# [Try it]
Scan the material below and copy every line holding the word "failures".
*** Opening of Listed records ***
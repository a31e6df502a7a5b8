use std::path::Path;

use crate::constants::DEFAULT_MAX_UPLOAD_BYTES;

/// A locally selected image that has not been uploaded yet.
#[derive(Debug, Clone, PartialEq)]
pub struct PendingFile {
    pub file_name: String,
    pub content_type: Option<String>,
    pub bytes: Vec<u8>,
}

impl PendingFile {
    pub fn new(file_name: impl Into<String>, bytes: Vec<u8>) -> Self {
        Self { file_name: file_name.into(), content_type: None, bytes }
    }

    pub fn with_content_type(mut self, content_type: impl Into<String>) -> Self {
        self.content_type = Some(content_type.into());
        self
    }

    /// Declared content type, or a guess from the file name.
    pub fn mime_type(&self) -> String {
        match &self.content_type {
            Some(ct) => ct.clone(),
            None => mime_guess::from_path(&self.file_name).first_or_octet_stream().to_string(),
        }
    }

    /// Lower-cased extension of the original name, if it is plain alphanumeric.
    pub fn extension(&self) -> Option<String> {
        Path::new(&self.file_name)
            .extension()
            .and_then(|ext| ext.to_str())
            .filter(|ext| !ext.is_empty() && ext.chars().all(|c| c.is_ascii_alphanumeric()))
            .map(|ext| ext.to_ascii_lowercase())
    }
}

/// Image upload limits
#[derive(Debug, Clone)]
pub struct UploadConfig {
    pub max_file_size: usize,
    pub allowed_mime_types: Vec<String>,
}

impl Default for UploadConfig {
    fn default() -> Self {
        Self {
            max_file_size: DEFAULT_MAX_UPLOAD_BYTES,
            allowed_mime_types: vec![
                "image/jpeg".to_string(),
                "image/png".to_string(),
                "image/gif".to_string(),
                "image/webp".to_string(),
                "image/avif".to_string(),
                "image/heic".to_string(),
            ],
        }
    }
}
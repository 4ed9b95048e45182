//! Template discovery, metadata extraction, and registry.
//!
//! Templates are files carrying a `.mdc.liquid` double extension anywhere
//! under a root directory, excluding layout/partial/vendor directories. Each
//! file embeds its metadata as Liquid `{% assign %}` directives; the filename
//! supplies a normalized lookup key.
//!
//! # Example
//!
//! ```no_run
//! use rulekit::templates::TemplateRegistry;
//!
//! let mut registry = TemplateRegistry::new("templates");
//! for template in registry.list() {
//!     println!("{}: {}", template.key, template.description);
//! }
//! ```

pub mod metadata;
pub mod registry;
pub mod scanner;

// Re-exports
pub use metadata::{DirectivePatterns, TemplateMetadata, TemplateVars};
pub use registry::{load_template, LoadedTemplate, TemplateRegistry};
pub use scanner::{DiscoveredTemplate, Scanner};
*** Close of Listed records ***
*** Opening of Listed records ***
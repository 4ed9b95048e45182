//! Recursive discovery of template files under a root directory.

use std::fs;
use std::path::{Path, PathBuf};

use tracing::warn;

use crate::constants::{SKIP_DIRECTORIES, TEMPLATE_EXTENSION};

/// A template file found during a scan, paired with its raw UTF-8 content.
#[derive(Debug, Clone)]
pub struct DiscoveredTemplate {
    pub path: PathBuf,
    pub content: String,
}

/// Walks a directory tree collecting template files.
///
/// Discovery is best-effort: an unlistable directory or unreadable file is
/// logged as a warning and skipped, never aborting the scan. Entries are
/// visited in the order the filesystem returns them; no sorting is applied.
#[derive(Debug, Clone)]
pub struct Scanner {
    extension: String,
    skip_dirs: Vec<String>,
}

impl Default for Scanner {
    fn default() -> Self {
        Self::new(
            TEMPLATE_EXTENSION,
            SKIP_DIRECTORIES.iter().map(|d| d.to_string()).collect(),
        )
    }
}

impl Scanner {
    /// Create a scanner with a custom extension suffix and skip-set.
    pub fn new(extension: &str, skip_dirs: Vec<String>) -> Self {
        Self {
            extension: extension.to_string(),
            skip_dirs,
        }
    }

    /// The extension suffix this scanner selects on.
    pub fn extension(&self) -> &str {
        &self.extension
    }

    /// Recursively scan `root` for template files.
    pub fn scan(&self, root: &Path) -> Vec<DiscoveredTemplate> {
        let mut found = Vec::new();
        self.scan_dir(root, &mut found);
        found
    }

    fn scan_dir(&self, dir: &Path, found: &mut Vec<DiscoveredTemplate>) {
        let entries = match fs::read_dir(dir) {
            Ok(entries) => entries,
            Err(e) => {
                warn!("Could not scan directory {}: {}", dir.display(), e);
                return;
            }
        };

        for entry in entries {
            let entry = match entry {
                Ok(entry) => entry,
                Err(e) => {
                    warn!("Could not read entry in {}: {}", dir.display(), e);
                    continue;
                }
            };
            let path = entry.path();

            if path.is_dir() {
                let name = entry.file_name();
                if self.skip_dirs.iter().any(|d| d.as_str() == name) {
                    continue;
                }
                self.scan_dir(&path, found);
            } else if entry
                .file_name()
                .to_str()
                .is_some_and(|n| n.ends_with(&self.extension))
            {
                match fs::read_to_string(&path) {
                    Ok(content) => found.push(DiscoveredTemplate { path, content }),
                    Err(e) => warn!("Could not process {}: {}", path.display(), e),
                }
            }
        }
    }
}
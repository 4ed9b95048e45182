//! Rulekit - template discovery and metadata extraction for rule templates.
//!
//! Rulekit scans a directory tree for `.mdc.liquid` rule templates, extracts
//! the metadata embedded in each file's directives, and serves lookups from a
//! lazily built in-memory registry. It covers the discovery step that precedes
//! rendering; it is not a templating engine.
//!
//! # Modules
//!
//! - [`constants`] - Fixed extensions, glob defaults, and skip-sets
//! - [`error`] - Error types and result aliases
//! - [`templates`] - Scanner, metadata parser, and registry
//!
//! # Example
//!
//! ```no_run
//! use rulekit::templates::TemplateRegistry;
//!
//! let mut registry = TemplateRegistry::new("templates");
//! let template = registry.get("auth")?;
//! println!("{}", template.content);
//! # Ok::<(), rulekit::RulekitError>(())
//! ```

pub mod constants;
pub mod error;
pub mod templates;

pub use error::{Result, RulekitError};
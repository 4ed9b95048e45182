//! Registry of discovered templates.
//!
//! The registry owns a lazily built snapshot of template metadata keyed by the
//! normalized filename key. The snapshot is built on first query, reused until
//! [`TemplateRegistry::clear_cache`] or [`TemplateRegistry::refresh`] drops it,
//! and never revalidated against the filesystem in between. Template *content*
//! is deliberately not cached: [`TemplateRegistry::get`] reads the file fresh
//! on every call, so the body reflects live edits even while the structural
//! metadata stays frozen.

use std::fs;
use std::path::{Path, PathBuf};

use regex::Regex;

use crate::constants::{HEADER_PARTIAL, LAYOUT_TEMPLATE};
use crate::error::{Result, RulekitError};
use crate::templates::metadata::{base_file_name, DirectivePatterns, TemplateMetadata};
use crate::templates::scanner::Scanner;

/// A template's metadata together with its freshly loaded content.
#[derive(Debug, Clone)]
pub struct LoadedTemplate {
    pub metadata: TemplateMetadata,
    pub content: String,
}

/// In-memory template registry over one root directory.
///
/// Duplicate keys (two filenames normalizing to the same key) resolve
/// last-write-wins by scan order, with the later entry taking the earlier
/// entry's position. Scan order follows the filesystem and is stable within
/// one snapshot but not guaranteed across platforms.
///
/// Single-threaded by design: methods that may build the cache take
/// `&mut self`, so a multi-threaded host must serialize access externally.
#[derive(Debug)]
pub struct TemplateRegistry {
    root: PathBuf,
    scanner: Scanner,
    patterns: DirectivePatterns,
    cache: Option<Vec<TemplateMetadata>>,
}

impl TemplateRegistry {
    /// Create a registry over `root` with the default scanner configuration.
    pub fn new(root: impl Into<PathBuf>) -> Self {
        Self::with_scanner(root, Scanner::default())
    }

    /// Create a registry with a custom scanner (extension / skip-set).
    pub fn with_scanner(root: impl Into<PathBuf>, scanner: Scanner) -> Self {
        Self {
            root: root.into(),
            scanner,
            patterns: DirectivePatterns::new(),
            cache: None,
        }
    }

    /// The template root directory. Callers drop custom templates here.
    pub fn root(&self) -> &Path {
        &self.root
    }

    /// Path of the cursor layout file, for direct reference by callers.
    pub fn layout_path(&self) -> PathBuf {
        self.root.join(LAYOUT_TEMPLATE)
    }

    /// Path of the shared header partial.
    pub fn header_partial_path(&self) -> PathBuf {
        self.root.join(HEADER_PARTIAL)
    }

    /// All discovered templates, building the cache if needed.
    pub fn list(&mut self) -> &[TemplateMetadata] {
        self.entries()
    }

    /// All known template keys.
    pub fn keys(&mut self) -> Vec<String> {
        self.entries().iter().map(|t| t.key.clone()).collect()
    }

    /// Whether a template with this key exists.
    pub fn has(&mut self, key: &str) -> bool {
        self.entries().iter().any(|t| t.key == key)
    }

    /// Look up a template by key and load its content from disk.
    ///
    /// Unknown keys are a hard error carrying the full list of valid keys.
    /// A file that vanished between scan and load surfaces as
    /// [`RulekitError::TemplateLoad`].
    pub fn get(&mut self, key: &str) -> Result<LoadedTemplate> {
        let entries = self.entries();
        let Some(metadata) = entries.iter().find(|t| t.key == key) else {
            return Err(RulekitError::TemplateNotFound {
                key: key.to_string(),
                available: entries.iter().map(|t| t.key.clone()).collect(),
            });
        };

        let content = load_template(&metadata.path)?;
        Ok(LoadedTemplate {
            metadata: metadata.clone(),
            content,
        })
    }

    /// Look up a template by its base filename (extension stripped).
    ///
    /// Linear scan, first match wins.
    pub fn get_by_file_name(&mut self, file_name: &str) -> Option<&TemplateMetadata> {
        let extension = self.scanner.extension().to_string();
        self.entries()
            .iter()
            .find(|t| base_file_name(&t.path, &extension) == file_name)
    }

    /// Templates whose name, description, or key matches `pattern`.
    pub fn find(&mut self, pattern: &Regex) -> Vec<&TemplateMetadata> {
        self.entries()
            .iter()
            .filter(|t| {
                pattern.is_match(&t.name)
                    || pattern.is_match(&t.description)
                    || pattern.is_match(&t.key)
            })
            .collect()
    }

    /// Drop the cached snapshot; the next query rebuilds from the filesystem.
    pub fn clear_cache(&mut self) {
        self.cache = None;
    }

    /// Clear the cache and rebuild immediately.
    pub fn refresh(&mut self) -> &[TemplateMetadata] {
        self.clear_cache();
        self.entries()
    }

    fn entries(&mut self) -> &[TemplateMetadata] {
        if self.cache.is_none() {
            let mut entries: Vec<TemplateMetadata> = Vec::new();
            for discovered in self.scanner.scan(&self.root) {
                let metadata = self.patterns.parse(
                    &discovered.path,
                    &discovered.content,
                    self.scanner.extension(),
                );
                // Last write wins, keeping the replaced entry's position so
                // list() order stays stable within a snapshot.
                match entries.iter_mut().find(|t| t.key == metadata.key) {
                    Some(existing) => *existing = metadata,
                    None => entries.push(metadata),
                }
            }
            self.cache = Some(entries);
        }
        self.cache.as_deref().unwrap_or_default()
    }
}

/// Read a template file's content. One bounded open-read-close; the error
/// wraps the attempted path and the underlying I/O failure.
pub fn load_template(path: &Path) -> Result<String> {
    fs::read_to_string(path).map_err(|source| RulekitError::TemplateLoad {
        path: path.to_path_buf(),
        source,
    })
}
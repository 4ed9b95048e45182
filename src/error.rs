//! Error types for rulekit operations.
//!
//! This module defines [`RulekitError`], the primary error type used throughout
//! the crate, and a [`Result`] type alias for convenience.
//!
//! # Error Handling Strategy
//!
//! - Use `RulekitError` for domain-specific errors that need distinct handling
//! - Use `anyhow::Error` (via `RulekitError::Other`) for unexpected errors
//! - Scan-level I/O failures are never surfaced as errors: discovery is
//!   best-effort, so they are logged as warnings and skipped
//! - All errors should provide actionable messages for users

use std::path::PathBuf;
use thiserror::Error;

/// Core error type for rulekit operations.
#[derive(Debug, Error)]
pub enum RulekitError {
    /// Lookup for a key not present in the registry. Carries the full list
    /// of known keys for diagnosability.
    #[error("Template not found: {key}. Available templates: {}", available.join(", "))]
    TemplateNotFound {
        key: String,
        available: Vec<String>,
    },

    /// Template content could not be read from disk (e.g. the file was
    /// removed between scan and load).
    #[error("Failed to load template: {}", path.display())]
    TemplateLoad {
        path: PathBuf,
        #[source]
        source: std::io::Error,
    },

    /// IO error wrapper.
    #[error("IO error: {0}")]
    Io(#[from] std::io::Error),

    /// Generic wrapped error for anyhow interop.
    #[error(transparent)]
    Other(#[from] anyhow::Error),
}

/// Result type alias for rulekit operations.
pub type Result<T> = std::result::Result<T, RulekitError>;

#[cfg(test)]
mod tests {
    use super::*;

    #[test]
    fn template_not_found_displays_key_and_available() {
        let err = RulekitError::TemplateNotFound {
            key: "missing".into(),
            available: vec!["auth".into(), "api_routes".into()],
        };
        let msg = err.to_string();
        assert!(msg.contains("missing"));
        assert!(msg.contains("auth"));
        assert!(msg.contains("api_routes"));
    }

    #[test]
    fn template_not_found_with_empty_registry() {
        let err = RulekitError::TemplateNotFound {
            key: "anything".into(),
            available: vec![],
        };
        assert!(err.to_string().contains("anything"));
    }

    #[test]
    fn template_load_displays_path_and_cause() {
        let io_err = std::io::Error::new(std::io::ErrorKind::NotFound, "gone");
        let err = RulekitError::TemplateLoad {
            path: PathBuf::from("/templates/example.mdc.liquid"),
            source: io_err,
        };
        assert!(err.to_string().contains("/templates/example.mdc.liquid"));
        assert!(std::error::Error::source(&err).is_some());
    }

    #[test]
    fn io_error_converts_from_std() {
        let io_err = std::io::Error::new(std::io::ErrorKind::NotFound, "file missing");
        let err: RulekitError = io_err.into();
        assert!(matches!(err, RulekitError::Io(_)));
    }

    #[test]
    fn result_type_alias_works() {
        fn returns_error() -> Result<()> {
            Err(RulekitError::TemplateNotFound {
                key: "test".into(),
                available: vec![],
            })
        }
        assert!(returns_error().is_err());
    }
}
*** Close of Listed records ***
*** Opening of Listed records ***
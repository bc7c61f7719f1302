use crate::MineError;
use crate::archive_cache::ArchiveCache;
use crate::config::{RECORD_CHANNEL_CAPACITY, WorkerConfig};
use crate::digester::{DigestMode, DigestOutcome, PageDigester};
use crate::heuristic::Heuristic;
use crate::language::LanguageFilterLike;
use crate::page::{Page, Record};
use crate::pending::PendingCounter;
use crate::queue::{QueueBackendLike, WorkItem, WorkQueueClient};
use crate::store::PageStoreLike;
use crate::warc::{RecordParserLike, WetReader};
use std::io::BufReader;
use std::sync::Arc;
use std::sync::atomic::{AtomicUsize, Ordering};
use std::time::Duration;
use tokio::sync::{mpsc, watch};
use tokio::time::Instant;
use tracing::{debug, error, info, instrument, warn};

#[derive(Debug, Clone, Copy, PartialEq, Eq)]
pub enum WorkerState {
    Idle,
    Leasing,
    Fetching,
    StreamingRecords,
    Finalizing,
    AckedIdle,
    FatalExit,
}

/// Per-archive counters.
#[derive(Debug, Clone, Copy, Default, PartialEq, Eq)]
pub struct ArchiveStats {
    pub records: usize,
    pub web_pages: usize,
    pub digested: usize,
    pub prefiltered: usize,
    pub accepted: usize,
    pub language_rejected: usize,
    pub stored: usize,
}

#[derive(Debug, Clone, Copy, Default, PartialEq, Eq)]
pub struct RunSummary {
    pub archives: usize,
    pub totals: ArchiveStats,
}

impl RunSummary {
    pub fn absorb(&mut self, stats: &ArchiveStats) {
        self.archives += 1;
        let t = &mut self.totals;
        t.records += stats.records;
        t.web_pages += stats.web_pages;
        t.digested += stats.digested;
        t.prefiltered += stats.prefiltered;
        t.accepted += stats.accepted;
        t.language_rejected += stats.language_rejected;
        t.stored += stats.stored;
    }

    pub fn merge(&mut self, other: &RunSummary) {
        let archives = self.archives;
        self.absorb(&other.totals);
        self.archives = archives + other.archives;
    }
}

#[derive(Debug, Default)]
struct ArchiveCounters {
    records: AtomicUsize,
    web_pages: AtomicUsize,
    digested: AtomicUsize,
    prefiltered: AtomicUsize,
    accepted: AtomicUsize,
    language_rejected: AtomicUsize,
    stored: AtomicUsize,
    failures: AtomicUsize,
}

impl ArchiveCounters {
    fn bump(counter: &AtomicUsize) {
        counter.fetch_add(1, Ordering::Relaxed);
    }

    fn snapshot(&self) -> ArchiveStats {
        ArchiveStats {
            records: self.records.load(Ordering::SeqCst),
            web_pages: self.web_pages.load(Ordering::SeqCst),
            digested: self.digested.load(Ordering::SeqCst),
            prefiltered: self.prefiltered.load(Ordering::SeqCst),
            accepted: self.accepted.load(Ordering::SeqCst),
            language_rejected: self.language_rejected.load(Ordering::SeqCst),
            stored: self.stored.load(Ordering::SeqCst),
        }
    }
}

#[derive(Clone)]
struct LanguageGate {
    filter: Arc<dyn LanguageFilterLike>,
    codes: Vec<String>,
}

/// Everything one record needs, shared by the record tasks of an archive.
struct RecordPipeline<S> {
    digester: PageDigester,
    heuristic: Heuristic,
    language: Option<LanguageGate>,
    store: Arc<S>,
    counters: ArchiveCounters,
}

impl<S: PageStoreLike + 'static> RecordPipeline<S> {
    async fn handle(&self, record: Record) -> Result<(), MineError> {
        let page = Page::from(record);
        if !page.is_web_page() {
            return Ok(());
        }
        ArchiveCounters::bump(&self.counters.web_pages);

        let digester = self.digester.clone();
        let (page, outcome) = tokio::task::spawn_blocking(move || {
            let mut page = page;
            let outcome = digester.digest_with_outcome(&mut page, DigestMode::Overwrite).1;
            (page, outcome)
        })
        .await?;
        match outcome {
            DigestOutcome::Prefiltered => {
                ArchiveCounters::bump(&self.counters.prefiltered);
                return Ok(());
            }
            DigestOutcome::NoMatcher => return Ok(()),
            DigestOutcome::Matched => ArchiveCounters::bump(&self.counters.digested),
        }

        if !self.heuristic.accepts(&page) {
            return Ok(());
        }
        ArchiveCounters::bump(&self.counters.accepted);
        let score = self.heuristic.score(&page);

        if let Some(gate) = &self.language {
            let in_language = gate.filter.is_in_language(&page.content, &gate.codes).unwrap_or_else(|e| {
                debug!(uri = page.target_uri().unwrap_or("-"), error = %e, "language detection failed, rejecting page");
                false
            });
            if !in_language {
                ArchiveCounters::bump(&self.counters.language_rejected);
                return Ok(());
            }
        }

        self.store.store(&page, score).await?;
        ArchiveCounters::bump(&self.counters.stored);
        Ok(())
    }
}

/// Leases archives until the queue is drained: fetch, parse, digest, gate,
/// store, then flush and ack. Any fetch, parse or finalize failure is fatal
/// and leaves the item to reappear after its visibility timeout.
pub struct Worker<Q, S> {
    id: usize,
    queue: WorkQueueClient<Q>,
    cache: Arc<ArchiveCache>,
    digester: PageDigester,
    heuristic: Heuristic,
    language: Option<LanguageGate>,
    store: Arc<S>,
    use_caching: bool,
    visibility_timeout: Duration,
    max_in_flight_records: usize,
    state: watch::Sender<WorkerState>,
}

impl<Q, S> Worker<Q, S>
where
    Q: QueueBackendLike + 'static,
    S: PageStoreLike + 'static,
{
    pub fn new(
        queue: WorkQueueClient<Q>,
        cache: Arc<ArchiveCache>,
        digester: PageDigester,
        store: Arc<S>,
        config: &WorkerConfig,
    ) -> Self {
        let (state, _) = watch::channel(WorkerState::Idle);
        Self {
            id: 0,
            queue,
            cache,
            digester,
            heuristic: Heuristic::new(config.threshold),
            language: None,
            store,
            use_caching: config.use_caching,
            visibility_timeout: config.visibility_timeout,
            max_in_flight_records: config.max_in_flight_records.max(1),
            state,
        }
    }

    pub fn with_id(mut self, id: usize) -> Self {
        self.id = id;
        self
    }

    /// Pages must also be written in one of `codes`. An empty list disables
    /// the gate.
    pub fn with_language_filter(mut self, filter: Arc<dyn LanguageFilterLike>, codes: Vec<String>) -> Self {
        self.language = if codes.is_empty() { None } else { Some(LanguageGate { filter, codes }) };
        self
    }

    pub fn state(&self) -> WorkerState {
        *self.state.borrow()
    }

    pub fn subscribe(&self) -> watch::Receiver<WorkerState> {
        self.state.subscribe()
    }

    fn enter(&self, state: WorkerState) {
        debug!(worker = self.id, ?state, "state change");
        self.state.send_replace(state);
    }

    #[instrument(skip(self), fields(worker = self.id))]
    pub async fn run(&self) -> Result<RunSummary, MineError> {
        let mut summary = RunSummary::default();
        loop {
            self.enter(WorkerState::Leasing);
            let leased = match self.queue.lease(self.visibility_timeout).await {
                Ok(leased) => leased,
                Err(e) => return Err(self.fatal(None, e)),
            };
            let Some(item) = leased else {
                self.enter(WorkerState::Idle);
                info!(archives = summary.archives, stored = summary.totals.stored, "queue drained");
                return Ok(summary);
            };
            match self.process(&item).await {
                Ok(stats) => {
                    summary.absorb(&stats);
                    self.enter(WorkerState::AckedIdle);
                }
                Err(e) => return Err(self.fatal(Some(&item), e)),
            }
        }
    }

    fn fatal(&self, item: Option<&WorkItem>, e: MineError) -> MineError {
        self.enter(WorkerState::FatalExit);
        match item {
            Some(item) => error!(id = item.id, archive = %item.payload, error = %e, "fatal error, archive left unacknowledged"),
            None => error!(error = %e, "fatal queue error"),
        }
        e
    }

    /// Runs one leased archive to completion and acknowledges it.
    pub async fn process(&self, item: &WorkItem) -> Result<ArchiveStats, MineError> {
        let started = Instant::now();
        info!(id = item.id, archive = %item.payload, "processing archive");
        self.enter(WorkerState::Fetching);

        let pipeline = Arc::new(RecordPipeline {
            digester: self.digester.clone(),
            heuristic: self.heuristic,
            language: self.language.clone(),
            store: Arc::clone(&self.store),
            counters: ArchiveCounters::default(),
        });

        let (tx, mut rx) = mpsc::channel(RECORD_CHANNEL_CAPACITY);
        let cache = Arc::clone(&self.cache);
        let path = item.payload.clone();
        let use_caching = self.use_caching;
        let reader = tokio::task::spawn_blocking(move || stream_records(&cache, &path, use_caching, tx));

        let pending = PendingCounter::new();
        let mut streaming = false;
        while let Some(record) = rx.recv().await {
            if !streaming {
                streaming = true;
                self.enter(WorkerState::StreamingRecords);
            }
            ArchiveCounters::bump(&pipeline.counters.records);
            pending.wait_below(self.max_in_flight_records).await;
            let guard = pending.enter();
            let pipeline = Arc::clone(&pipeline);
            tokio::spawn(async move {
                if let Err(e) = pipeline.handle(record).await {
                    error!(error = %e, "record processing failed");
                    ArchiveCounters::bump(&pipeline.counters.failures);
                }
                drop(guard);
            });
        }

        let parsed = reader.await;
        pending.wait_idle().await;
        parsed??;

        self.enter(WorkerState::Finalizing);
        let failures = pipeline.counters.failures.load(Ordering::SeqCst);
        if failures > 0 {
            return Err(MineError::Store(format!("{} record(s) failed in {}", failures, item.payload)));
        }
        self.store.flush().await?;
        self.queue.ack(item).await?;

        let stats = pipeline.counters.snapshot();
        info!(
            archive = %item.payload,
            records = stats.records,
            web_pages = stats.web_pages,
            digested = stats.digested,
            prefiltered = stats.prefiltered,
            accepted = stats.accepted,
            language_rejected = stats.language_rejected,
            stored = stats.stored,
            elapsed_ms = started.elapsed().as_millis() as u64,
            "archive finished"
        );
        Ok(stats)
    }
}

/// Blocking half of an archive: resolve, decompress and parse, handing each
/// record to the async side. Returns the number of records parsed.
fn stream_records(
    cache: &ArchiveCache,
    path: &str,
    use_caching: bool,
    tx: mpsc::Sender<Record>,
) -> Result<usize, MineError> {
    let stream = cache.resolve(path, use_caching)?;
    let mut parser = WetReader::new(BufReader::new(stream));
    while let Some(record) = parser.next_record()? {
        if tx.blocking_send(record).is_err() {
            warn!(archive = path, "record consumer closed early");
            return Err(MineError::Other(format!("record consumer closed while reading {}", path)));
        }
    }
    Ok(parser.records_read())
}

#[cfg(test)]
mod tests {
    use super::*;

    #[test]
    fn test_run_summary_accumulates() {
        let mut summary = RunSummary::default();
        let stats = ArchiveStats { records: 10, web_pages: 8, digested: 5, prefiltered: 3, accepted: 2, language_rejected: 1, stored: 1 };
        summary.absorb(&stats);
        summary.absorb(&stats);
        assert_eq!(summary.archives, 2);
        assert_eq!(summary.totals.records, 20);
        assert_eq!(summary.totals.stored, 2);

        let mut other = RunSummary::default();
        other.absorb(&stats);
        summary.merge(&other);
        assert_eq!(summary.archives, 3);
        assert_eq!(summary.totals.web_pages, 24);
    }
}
*** Close of Listed records ***
# [Task result]
//! - Scan-level I/O failures are never surfaced as errors: discovery is
    failures: AtomicUsize,
                    ArchiveCounters::bump(&pipeline.counters.failures);
        let failures = pipeline.counters.failures.load(Ordering::SeqCst);
        if failures > 0 {
            return Err(MineError::Store(format!("{} record(s) failed in {}", failures, item.payload)));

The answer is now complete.